### Try it
In the data that follows, find each line containing "characters" and copy it.

Collected data
==================================================
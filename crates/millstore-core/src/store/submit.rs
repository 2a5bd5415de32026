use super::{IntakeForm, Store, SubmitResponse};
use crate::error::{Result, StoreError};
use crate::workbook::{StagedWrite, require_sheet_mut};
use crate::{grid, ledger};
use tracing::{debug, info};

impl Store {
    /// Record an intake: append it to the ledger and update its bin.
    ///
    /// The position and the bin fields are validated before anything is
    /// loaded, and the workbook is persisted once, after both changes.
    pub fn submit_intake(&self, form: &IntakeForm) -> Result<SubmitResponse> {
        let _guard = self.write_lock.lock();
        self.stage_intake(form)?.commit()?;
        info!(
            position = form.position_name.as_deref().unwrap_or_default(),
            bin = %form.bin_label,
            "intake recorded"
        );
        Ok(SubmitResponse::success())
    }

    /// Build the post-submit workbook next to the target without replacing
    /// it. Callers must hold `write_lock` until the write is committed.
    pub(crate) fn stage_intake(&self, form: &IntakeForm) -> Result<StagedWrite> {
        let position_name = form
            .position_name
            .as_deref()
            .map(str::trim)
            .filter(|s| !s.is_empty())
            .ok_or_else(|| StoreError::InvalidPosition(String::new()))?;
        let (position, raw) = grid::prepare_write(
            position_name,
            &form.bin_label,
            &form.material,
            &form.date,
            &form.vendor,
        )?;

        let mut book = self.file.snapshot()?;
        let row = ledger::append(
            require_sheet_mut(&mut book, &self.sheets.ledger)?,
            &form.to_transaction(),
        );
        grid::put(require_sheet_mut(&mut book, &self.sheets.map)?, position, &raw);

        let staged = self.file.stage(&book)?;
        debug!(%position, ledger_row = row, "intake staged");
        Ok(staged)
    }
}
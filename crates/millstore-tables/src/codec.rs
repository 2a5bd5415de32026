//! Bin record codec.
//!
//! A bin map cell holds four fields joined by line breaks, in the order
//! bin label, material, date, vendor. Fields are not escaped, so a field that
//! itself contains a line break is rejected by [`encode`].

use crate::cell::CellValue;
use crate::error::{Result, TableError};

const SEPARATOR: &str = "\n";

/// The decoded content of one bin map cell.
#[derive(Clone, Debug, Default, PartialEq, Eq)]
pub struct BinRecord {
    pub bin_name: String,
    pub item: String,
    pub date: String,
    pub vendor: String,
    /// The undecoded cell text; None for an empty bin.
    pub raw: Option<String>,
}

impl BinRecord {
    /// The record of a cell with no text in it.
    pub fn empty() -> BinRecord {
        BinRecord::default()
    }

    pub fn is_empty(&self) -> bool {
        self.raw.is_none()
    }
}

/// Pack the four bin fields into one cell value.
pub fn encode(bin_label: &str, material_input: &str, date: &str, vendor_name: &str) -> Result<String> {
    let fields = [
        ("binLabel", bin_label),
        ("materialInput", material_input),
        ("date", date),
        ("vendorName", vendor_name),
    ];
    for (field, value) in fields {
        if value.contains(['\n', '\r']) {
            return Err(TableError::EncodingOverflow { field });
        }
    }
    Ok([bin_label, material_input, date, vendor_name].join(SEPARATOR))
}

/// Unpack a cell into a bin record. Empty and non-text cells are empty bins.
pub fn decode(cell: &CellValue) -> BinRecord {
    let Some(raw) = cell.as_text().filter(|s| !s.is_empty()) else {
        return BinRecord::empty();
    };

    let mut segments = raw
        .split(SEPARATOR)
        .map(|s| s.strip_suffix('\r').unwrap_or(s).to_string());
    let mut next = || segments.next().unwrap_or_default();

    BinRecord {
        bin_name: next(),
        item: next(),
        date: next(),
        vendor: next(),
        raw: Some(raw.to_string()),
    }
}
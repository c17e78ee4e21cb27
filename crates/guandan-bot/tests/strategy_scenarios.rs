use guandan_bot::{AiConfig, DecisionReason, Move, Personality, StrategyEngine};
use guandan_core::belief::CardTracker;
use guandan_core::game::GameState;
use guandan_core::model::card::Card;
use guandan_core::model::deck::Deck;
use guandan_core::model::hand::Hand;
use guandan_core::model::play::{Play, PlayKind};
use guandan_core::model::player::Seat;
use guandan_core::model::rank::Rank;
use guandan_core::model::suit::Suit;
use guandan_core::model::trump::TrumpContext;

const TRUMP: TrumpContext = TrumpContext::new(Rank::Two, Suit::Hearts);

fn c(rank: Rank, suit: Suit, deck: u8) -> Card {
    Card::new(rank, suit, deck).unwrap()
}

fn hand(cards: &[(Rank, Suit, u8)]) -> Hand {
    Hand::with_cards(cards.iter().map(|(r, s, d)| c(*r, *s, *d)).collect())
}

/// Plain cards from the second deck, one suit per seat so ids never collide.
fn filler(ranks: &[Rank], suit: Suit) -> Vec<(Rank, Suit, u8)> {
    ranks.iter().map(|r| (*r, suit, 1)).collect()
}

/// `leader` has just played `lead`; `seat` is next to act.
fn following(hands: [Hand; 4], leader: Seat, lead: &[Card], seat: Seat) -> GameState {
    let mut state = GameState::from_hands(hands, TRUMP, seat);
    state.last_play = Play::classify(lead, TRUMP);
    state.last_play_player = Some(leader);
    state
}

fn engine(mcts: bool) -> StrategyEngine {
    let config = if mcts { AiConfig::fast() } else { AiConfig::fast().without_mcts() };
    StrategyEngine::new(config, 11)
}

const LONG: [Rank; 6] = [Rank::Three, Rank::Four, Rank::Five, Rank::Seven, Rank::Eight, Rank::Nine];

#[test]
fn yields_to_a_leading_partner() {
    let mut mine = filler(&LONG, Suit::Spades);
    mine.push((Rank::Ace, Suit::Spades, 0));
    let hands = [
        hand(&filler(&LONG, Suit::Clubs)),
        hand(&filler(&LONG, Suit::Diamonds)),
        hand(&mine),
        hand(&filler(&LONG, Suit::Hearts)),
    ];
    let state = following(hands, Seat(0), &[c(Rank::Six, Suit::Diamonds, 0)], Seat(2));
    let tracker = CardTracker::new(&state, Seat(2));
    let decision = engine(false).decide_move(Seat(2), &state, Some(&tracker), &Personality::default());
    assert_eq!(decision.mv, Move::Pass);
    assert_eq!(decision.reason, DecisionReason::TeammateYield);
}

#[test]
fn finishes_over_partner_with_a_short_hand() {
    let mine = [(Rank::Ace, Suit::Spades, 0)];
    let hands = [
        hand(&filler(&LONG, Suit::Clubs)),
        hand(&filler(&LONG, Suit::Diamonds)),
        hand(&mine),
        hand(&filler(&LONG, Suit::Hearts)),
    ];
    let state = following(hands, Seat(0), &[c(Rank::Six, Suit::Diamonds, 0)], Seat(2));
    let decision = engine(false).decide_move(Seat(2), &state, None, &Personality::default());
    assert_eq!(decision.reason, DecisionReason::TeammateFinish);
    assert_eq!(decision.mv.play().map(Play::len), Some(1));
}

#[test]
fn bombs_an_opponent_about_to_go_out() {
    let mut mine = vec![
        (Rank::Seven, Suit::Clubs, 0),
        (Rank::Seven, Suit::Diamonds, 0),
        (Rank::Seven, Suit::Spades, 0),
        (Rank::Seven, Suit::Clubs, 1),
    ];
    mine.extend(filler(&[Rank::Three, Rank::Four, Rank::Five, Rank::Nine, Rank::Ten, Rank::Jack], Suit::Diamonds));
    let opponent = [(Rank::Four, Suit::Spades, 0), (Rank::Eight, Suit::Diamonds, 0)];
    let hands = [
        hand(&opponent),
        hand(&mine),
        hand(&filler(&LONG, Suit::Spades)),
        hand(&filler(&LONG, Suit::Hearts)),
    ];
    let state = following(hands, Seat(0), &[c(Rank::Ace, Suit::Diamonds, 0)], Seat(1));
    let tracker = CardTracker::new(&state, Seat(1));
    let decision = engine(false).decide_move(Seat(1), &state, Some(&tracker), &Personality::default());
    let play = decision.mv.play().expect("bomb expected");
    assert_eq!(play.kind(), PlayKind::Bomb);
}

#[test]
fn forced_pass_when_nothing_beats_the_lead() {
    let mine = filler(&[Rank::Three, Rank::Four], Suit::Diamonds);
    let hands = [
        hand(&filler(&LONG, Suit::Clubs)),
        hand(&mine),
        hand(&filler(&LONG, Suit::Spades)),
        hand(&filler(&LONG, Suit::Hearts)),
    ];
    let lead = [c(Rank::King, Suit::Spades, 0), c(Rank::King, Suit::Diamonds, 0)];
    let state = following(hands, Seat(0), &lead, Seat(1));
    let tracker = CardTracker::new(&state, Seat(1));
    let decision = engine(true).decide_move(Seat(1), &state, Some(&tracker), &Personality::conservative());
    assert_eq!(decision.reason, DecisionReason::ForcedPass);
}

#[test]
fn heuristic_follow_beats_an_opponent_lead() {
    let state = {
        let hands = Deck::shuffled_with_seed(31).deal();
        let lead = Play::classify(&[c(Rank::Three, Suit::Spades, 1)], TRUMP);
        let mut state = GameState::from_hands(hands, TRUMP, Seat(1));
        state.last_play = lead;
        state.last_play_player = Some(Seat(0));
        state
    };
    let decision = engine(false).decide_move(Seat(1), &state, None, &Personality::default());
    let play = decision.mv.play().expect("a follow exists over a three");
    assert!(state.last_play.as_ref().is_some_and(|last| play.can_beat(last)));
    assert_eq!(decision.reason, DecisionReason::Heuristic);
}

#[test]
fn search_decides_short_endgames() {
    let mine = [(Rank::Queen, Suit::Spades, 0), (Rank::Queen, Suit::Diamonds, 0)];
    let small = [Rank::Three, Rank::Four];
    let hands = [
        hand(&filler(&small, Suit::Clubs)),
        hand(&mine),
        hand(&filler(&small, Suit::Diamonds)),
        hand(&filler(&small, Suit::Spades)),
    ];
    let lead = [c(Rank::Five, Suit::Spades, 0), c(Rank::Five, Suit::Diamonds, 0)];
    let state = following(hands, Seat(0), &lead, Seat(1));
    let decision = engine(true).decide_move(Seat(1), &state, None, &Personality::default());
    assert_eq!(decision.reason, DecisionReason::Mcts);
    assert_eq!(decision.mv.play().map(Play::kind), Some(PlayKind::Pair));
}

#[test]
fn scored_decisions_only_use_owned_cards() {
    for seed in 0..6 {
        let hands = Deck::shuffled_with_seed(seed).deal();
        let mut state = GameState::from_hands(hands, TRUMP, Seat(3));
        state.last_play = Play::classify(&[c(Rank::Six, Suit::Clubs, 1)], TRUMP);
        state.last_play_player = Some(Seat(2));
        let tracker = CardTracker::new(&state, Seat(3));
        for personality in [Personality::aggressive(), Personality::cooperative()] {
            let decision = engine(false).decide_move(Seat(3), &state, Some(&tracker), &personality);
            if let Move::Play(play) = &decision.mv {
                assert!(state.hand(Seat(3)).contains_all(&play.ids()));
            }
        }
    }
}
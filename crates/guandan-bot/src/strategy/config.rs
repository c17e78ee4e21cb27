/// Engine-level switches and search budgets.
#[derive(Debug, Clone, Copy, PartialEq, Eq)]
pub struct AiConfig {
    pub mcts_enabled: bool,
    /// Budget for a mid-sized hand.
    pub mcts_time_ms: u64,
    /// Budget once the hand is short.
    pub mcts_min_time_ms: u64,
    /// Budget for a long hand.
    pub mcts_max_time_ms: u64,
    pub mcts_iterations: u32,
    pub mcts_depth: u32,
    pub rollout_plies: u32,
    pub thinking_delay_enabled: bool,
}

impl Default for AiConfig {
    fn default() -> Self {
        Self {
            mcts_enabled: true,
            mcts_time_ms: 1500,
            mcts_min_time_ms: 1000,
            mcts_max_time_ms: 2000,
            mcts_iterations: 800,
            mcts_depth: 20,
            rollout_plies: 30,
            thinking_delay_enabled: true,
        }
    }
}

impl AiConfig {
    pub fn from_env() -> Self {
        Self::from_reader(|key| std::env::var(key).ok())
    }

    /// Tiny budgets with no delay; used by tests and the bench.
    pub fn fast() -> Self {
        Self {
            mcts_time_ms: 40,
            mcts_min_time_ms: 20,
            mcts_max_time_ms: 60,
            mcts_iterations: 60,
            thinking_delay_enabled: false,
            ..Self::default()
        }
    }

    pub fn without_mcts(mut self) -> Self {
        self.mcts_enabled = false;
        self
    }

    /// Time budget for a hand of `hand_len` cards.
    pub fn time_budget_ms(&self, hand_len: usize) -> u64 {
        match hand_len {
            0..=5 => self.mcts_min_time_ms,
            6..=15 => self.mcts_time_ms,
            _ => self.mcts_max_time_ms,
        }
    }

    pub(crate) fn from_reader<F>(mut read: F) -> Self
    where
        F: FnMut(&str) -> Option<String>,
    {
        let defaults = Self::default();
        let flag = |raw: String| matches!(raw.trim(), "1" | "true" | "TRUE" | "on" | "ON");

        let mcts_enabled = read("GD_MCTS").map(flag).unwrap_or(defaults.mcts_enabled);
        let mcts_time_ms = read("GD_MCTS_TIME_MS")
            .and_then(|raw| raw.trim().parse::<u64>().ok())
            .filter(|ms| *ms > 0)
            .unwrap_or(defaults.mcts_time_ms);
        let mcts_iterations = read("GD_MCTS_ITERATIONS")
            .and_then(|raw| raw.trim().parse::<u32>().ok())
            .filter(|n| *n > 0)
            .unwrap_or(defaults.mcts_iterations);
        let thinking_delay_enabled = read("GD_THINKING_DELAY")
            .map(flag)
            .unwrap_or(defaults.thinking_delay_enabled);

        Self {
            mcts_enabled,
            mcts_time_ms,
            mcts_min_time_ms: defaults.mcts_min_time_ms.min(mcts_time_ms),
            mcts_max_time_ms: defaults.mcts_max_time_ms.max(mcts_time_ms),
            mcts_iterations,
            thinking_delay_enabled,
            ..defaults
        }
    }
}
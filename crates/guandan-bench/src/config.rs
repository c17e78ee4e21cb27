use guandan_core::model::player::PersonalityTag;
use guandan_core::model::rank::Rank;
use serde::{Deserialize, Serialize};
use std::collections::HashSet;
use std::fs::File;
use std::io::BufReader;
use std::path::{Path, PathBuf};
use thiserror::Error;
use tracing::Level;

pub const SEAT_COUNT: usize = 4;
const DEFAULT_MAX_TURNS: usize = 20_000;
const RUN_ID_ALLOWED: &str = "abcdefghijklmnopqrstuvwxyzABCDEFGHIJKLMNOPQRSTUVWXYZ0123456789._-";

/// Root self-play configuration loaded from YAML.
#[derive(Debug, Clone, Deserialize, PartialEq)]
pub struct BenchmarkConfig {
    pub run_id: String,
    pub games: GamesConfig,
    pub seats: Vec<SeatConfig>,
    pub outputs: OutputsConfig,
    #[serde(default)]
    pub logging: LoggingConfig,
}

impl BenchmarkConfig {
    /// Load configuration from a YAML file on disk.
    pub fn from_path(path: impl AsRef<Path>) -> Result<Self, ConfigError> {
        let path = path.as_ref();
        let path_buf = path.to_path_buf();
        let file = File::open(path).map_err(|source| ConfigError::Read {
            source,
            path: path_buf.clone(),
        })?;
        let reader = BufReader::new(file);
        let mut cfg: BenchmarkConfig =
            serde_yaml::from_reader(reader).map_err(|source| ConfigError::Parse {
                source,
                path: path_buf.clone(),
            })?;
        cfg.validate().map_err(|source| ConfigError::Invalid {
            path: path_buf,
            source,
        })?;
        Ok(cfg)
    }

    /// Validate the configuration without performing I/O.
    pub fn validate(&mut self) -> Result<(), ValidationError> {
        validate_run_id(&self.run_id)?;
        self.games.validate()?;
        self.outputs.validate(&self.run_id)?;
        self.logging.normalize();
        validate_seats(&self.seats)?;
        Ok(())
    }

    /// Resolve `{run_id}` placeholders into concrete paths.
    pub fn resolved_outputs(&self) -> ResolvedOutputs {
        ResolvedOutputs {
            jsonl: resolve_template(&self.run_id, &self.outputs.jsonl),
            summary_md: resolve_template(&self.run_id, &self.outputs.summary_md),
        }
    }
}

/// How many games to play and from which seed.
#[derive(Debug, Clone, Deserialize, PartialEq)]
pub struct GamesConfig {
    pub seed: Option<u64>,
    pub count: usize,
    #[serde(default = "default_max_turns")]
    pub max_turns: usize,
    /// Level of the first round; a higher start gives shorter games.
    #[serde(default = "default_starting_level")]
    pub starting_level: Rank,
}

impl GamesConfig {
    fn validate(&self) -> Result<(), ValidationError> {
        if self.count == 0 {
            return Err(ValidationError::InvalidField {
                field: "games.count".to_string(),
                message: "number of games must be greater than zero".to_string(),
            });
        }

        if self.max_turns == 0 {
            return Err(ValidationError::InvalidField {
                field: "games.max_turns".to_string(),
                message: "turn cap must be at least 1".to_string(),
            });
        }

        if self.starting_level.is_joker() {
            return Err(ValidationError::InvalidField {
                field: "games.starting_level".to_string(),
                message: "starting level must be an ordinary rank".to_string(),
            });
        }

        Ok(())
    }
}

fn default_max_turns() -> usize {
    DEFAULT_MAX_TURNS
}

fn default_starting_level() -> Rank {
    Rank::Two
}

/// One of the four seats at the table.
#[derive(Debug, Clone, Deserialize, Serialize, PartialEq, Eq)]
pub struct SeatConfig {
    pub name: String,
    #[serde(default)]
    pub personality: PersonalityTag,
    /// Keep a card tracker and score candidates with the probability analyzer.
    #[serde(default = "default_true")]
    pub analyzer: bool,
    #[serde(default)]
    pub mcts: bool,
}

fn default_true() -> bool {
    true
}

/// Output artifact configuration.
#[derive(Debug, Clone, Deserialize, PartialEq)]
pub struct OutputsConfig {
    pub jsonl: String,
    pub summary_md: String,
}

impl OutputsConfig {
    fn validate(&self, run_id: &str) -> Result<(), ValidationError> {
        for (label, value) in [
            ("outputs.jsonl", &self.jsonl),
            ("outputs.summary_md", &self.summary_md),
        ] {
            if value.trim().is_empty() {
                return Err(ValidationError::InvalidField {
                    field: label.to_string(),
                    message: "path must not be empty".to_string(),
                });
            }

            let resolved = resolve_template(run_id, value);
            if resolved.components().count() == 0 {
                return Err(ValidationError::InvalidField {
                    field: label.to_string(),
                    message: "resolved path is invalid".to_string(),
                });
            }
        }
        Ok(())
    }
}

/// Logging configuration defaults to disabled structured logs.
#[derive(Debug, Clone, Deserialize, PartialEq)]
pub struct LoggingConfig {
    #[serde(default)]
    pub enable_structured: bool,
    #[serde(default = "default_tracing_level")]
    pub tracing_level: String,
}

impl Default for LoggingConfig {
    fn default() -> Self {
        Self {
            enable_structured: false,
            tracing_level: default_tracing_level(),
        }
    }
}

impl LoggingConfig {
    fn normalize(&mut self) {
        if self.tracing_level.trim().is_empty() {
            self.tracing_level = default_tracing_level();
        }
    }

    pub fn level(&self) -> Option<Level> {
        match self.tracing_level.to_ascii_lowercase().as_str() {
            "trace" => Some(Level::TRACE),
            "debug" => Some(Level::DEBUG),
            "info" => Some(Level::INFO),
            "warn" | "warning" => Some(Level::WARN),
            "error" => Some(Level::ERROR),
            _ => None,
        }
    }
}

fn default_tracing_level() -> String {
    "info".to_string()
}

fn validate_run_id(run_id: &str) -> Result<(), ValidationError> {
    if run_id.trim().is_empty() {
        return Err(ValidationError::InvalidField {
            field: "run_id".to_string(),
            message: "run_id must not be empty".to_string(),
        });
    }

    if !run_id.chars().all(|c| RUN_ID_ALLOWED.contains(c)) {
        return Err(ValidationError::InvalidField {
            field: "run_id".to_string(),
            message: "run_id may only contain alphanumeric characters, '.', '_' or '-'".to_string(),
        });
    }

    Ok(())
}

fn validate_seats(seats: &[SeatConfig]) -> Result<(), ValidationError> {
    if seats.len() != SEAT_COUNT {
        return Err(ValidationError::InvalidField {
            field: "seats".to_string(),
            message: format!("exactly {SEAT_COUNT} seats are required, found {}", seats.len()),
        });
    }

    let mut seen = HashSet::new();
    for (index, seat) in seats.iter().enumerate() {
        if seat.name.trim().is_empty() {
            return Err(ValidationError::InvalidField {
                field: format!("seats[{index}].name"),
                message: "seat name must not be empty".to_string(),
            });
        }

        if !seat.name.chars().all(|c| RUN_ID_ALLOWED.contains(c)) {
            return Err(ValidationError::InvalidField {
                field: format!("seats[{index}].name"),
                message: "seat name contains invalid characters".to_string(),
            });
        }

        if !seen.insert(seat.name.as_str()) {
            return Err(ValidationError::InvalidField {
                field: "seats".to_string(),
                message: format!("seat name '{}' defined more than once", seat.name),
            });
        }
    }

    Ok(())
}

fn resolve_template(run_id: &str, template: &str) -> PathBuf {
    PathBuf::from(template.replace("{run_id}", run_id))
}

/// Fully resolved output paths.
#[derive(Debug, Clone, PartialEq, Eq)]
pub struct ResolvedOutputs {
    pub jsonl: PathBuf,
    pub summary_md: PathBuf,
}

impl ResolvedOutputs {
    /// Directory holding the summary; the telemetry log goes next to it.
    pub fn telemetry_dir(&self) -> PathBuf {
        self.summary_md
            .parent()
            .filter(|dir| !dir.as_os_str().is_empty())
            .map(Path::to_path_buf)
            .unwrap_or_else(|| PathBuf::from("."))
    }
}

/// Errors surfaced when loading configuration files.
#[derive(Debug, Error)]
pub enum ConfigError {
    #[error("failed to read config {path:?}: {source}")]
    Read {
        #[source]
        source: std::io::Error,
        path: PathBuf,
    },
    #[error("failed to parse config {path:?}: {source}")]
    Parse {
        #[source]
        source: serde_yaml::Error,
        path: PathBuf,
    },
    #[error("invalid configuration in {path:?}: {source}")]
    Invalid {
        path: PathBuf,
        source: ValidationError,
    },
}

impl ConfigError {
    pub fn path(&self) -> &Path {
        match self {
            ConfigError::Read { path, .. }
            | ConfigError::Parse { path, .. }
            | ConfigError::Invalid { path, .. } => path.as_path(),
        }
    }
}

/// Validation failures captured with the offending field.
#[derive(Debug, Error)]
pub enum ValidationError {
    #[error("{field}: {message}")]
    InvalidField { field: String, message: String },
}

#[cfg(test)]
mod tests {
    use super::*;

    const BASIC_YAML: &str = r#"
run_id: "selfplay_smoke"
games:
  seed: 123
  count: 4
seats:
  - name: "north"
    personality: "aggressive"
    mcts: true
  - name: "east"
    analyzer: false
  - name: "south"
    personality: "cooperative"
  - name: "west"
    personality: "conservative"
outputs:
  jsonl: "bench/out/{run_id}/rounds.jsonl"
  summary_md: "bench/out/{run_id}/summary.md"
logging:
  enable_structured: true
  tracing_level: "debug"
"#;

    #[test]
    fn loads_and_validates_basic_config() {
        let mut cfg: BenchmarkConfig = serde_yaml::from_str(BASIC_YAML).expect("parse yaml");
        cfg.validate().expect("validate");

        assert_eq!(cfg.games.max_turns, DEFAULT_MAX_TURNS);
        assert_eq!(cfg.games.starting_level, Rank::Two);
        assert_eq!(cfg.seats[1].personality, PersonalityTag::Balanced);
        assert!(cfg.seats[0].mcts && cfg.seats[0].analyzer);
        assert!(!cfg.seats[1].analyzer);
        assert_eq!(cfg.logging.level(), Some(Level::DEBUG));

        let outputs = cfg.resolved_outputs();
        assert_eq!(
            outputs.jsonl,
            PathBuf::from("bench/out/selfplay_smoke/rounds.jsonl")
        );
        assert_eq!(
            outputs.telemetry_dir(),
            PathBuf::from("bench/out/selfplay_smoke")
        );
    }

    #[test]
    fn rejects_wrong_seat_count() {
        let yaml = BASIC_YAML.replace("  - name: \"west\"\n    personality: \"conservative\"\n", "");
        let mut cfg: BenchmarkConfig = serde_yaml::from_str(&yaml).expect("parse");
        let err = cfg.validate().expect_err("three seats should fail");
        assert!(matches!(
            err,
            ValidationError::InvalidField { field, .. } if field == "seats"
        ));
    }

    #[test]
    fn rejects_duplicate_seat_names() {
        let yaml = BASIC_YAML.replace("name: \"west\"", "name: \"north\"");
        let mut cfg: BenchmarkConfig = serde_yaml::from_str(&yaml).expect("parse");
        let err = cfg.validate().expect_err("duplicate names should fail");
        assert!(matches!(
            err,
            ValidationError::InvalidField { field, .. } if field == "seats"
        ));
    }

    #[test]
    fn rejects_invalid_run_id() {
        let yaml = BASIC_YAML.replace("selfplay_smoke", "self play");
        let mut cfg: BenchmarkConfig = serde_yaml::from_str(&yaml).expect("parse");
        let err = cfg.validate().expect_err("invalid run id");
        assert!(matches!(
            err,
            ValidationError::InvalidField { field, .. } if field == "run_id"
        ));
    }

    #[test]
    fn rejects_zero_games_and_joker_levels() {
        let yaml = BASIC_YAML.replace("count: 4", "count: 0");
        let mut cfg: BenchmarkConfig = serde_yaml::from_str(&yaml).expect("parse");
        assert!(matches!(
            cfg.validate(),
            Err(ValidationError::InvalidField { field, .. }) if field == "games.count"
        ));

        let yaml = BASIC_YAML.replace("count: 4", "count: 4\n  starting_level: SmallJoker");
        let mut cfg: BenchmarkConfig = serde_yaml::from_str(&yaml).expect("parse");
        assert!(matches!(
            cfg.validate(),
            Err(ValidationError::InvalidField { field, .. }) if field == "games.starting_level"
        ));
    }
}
==================================================
### Reply to the task
            message: "run_id may only contain alphanumeric characters, '.', '_' or '-'".to_string(),
                message: "seat name contains invalid characters".to_string(),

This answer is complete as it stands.